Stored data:
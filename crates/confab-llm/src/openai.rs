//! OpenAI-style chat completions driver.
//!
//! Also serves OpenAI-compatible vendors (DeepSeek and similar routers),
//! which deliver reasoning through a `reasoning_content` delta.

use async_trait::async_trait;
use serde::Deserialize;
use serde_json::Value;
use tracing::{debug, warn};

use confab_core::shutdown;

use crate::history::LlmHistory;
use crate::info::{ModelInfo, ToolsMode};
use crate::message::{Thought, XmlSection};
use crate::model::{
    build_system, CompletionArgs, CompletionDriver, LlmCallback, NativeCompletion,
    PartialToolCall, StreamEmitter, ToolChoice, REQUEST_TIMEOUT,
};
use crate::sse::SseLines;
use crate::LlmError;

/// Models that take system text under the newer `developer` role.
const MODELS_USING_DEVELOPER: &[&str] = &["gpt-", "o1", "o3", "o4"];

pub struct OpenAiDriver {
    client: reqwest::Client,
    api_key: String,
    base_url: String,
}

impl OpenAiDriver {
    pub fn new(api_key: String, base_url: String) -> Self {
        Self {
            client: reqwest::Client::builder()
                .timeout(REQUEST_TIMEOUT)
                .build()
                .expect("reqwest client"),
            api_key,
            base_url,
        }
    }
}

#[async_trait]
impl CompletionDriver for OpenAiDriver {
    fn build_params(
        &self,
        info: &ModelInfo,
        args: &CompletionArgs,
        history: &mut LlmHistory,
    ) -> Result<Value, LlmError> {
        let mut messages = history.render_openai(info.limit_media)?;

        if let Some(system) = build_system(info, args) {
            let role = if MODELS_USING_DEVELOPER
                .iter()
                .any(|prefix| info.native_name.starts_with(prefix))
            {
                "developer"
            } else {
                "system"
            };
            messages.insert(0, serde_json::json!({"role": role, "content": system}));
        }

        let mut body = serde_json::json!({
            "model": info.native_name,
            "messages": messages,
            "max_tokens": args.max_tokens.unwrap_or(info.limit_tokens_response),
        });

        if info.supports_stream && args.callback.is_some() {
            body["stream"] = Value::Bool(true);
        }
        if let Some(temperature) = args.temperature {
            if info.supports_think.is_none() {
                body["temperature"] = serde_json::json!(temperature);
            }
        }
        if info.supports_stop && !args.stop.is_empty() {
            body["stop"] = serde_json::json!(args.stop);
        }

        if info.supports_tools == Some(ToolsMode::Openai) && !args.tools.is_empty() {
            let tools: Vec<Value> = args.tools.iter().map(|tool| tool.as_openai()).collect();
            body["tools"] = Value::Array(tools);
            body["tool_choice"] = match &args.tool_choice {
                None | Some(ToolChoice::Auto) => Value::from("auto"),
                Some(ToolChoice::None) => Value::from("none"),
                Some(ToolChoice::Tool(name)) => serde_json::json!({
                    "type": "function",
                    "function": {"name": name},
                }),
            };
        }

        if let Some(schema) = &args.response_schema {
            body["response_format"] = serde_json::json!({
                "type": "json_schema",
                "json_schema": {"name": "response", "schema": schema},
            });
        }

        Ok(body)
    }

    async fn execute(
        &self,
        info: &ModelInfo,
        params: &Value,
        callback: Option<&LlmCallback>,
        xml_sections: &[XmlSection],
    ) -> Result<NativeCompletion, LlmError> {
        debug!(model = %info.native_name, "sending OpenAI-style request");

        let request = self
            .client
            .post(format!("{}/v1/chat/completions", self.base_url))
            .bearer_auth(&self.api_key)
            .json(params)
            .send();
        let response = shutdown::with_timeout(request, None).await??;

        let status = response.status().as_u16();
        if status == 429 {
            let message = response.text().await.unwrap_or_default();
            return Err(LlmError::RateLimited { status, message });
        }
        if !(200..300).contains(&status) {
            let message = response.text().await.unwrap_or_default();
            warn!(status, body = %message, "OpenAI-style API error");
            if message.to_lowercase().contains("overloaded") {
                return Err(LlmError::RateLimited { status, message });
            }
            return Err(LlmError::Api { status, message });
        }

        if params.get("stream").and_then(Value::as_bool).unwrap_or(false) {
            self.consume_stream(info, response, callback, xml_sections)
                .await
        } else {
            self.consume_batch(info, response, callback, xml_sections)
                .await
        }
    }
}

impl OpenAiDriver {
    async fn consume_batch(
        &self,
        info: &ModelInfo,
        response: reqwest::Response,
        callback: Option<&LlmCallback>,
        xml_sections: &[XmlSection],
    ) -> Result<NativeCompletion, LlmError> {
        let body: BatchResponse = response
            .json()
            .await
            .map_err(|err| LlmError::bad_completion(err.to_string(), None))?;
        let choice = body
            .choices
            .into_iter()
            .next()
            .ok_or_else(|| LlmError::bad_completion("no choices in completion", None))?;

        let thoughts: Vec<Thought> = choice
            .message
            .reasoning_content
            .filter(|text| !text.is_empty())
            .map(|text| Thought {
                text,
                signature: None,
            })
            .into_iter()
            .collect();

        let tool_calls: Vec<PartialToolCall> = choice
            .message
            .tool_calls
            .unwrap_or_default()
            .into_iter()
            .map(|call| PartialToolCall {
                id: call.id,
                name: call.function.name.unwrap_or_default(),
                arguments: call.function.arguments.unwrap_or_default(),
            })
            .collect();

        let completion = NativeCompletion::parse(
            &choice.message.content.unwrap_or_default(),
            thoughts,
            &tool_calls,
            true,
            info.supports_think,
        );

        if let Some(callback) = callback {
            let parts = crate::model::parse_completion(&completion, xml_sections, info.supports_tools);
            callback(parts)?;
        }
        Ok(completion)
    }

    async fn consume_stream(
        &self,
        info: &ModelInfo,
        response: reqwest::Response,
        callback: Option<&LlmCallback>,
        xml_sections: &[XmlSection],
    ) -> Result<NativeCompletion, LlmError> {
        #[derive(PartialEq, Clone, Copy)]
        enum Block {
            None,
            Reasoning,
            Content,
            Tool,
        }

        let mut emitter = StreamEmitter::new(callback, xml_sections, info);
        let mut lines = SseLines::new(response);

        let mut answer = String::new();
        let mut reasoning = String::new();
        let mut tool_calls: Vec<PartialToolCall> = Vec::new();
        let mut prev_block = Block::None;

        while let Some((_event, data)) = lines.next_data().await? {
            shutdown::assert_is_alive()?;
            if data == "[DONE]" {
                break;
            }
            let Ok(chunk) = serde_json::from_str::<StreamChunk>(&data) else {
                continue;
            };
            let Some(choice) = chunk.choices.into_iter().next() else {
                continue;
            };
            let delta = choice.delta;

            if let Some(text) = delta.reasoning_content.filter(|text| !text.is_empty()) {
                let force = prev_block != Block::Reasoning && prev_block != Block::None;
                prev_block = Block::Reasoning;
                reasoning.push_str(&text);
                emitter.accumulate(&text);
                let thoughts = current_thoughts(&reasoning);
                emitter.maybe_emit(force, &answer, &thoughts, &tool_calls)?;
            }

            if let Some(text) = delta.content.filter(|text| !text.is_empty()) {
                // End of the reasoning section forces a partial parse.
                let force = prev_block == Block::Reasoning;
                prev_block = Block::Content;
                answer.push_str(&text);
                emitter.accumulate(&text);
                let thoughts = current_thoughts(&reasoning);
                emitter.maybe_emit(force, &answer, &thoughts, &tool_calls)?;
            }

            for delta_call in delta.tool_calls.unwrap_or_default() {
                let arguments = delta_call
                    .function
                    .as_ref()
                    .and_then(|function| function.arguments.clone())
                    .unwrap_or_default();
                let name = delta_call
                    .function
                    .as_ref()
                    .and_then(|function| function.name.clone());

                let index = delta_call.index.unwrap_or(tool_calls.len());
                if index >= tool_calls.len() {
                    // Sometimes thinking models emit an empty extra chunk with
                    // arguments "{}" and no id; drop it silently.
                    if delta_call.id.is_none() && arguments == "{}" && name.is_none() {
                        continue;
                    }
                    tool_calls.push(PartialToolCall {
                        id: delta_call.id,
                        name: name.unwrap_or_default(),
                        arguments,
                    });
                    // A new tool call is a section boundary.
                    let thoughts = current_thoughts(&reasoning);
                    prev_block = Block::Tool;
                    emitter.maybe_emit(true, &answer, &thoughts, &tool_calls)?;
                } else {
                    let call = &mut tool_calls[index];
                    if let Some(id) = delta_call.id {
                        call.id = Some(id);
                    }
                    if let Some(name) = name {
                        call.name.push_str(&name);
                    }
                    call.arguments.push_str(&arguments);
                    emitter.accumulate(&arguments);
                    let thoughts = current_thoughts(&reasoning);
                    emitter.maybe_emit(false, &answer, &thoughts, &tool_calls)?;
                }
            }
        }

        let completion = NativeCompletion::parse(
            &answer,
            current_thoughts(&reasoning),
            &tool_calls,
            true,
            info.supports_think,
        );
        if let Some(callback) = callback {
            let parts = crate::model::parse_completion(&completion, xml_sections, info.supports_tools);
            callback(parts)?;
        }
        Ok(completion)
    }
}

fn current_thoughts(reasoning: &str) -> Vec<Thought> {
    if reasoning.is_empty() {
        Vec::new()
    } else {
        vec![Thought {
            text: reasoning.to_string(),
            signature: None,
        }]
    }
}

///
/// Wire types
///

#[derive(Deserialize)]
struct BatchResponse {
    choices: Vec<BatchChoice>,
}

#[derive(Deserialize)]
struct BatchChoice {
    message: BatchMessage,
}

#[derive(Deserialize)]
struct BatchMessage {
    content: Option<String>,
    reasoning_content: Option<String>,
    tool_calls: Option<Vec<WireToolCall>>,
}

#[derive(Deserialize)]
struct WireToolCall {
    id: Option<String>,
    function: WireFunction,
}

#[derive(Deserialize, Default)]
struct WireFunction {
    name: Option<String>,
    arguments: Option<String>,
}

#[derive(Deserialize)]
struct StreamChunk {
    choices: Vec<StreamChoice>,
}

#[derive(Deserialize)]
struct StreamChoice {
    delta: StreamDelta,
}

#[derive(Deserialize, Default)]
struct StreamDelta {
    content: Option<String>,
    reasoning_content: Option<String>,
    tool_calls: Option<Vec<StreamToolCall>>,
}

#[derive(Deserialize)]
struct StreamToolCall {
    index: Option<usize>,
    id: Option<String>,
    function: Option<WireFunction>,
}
* * *
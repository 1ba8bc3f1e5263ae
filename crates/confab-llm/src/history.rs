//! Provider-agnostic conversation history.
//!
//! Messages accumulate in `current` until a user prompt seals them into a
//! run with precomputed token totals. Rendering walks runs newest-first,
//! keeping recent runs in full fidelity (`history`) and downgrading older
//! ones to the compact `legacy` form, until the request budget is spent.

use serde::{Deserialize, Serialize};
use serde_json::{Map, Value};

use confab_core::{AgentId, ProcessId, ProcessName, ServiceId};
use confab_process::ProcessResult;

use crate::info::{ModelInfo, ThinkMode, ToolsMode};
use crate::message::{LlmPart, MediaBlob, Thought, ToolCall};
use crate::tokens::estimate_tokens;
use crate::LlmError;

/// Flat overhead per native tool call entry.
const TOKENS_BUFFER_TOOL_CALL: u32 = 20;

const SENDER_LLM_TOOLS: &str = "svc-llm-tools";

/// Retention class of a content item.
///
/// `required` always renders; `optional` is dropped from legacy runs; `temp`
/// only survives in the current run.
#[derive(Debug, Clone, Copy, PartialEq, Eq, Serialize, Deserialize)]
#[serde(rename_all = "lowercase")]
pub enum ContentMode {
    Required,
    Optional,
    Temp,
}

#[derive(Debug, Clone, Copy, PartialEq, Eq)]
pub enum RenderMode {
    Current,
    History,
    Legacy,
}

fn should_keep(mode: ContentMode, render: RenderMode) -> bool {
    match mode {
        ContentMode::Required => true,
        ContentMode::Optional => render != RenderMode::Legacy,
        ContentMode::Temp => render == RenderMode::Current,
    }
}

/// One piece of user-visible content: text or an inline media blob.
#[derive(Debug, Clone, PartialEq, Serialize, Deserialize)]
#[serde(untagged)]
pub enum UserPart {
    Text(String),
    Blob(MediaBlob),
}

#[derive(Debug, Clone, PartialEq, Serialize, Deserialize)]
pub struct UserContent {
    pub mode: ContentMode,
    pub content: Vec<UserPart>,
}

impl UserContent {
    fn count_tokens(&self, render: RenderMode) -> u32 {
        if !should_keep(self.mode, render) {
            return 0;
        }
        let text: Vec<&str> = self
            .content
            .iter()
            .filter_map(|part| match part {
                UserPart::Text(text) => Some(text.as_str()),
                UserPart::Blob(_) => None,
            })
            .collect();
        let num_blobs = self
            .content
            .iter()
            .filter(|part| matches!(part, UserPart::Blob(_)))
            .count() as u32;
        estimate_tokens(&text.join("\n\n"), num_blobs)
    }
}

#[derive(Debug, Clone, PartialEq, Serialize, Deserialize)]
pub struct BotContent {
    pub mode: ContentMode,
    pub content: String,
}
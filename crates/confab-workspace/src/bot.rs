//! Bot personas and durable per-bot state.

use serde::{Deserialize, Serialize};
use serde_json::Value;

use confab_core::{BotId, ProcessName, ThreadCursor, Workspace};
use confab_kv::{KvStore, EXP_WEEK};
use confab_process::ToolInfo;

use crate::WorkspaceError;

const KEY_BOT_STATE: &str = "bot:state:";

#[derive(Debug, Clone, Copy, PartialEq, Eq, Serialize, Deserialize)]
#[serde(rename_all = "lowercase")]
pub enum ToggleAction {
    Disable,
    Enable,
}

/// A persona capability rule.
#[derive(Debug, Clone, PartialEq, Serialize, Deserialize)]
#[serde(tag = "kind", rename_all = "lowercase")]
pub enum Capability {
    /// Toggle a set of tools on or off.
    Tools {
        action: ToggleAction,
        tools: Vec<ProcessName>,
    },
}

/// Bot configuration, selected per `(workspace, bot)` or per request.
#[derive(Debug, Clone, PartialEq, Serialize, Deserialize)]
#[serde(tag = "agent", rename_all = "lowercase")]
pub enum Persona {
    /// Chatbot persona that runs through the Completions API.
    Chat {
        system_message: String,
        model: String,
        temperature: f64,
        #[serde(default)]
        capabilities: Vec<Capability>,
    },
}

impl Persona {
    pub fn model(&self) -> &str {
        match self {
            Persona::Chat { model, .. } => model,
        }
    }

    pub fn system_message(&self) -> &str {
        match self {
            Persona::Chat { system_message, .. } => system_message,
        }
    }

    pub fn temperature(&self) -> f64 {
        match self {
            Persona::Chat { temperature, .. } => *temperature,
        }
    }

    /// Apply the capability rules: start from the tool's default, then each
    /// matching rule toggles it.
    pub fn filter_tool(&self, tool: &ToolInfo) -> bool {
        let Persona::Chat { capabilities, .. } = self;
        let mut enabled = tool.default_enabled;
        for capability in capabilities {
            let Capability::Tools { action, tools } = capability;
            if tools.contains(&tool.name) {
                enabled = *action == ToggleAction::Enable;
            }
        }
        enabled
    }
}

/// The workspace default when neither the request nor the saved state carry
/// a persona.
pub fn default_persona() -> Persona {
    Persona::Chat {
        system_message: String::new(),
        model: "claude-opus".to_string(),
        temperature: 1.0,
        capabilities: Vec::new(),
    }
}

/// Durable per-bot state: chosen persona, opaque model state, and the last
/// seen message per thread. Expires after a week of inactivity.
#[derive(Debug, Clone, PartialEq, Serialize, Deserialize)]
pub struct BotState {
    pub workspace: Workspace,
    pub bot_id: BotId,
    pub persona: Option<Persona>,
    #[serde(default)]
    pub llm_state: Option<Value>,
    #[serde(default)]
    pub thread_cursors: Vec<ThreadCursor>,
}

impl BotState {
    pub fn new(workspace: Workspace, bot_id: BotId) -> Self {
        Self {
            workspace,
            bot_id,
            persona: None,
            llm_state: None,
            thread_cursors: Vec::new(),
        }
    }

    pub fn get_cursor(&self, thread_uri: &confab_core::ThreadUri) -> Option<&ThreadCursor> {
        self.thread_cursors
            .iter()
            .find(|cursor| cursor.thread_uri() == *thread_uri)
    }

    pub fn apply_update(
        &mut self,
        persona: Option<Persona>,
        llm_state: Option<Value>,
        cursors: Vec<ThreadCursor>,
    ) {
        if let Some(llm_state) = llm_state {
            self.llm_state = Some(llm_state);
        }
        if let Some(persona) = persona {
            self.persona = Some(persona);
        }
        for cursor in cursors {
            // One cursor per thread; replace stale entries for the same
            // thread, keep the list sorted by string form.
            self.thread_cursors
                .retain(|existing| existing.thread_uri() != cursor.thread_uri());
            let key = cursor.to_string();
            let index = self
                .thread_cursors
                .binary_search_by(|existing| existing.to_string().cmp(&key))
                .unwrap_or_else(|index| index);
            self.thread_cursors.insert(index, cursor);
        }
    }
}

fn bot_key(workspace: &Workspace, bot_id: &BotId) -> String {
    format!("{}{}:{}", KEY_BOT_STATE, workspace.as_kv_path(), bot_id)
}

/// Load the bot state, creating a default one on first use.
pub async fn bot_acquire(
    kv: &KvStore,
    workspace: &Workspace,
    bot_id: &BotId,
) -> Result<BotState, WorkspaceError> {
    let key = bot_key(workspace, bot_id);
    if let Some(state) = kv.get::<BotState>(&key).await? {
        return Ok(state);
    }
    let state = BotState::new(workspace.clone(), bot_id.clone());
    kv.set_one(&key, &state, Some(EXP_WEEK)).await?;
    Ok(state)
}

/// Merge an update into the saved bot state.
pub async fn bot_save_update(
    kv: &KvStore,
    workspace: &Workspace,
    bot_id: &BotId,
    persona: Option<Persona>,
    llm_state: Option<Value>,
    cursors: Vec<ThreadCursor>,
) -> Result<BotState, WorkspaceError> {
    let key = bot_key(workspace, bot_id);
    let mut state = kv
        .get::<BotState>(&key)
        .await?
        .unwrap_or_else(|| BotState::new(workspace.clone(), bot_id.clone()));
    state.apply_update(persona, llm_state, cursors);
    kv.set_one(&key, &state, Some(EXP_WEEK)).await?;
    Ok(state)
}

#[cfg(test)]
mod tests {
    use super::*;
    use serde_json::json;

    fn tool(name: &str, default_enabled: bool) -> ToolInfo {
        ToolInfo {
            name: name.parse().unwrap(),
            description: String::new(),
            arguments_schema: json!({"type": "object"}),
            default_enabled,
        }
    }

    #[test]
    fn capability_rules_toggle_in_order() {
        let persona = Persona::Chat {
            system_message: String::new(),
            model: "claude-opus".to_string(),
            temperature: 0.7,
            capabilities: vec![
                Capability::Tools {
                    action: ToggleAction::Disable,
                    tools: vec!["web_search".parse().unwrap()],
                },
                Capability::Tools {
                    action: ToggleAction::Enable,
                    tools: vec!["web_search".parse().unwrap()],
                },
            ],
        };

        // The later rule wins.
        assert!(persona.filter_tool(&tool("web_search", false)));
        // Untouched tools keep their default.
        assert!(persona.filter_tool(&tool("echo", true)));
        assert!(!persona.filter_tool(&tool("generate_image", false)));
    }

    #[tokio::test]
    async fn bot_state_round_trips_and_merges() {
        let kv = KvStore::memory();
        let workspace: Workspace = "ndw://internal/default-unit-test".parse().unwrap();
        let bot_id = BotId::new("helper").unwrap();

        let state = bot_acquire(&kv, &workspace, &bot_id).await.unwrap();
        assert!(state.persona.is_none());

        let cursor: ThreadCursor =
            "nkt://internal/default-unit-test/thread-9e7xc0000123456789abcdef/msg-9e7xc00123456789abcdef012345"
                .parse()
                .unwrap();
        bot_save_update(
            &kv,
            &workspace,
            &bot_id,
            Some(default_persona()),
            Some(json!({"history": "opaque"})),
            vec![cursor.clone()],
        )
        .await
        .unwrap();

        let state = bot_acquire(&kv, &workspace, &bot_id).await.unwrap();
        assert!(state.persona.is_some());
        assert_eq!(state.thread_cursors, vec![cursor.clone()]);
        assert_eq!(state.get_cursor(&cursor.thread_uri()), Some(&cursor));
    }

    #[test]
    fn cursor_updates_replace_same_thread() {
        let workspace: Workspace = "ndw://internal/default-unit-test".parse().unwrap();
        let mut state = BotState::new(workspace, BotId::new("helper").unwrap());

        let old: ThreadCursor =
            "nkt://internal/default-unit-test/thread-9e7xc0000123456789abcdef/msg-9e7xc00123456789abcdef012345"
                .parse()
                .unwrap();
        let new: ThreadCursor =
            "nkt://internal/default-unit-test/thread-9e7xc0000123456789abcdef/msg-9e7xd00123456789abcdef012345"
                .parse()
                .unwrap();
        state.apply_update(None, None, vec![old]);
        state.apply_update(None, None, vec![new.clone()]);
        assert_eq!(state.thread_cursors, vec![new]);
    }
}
...
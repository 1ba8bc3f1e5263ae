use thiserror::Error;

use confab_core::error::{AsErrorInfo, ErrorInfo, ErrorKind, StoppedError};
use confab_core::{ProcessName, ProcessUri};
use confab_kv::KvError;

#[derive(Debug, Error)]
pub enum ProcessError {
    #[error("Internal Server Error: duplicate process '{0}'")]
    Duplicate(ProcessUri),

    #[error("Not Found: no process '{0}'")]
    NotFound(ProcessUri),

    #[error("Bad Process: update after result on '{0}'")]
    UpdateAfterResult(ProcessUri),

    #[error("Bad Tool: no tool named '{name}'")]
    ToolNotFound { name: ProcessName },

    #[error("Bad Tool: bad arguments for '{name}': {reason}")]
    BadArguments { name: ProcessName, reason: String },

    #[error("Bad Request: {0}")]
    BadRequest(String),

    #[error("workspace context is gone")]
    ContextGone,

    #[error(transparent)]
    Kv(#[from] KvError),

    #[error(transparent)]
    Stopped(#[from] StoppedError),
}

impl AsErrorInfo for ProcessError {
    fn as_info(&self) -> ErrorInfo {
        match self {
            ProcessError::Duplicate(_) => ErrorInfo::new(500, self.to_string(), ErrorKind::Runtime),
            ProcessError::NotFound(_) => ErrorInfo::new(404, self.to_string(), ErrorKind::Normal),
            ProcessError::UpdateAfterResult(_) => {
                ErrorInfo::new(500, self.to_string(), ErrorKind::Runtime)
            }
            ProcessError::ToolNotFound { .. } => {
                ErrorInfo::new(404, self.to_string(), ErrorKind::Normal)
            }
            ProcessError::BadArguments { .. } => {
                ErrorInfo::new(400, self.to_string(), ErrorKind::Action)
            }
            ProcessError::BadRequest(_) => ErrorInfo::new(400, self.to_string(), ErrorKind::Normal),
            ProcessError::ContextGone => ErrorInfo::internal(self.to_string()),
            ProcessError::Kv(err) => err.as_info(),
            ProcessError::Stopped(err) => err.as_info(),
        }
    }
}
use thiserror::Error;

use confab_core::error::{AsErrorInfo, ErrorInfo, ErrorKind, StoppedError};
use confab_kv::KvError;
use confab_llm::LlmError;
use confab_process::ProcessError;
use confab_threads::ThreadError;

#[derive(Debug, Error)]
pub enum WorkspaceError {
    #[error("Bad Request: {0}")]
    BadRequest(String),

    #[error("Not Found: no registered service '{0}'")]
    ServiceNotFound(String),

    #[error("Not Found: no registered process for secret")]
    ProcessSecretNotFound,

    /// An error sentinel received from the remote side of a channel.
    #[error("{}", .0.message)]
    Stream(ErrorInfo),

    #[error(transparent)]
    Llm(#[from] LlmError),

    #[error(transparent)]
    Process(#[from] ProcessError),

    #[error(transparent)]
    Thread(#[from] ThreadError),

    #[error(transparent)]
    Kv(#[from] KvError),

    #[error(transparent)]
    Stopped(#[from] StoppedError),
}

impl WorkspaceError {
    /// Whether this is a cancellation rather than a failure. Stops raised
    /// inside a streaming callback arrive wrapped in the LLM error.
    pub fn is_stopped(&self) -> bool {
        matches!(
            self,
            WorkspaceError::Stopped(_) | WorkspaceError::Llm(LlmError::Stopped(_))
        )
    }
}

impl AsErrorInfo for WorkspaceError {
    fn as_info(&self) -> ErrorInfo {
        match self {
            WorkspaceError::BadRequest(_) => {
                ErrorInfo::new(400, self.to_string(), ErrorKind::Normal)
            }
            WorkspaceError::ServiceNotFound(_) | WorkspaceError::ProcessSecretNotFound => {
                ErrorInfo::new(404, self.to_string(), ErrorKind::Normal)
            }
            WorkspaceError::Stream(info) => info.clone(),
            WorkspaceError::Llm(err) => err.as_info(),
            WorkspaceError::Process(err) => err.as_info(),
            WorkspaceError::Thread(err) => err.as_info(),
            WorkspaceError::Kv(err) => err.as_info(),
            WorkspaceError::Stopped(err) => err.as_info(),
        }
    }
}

What you are asked to do
Copy out each line of the data containing the string "OpenAiDriver".

Written solution
pub struct OpenAiDriver {
impl OpenAiDriver {
impl CompletionDriver for OpenAiDriver {
impl OpenAiDriver {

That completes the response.